--- THE DATA Enclosed Below ---
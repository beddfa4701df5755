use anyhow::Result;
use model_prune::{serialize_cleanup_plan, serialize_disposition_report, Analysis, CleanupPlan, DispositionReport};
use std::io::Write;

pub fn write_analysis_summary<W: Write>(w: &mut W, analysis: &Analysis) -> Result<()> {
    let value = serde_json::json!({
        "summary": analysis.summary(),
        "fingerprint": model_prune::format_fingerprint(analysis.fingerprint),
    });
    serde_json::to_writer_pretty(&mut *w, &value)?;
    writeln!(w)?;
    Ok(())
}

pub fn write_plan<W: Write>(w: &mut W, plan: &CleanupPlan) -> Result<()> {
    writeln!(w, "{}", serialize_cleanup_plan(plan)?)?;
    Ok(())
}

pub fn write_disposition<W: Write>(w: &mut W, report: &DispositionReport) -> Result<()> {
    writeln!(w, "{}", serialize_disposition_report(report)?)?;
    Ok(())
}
--- End of Enclosed THE DATA ---
--- THE DATA Enclosed Below ---
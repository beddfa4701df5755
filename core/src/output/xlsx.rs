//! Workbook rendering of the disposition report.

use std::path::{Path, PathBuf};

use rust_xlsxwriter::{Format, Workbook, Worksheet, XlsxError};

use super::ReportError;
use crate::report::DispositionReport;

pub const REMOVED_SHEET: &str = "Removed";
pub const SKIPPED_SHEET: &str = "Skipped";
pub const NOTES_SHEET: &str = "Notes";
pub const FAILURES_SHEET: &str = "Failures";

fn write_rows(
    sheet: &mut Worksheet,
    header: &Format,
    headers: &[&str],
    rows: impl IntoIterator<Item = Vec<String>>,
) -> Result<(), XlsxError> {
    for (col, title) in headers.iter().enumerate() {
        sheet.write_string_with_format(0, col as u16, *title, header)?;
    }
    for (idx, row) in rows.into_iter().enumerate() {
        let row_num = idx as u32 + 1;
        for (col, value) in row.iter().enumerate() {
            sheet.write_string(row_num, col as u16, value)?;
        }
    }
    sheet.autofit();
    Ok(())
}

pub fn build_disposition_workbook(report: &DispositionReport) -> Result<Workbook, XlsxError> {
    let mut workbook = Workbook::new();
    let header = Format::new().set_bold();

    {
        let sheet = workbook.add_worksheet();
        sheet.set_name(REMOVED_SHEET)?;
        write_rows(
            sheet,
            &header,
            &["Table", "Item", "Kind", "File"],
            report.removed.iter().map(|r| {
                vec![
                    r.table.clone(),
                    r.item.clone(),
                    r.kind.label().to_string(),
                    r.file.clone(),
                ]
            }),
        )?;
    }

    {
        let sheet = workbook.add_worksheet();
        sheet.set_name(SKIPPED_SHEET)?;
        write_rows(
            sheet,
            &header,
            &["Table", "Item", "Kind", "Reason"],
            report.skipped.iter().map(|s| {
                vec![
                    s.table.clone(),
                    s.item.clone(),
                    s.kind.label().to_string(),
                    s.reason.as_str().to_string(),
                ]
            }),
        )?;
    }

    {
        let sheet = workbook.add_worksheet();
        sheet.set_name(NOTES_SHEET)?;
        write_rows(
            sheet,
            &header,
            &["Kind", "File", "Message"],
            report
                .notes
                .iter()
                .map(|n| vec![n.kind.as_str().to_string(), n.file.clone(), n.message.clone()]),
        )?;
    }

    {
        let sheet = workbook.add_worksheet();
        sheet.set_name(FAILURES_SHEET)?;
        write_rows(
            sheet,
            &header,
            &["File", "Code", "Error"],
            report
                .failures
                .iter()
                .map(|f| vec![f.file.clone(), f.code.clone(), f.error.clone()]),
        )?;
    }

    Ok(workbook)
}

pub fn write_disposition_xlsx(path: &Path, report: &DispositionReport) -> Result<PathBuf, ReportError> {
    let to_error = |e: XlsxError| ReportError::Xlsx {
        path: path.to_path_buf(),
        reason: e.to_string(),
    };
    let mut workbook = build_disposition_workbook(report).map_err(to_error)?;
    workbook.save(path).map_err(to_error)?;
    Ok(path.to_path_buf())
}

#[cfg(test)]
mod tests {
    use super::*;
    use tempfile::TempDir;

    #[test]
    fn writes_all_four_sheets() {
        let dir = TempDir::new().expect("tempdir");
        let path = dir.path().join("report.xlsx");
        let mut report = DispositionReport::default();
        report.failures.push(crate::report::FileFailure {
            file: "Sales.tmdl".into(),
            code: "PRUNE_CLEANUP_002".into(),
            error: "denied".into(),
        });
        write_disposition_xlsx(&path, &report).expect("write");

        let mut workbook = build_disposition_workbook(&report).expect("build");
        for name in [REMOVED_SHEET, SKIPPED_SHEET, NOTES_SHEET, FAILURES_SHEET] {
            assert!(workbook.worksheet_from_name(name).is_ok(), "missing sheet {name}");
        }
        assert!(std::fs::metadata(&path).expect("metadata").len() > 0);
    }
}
--- End of Enclosed THE DATA ---
▶ **WHAT TO DO**
Given the records above, return exactly the lines starting at the line containing "serde_json::to_writer_pretty(&mut *w, &value)?;" and ending at the line containing "pub fn write_disposition<W: Write>(w: &mut", including both.

▶ **YOUR RESPONSE**
    serde_json::to_writer_pretty(&mut *w, &value)?;
    writeln!(w)?;
    Ok(())
}

pub fn write_plan<W: Write>(w: &mut W, plan: &CleanupPlan) -> Result<()> {
    writeln!(w, "{}", serialize_cleanup_plan(plan)?)?;
    Ok(())
}

pub fn write_disposition<W: Write>(w: &mut W, report: &DispositionReport) -> Result<()> {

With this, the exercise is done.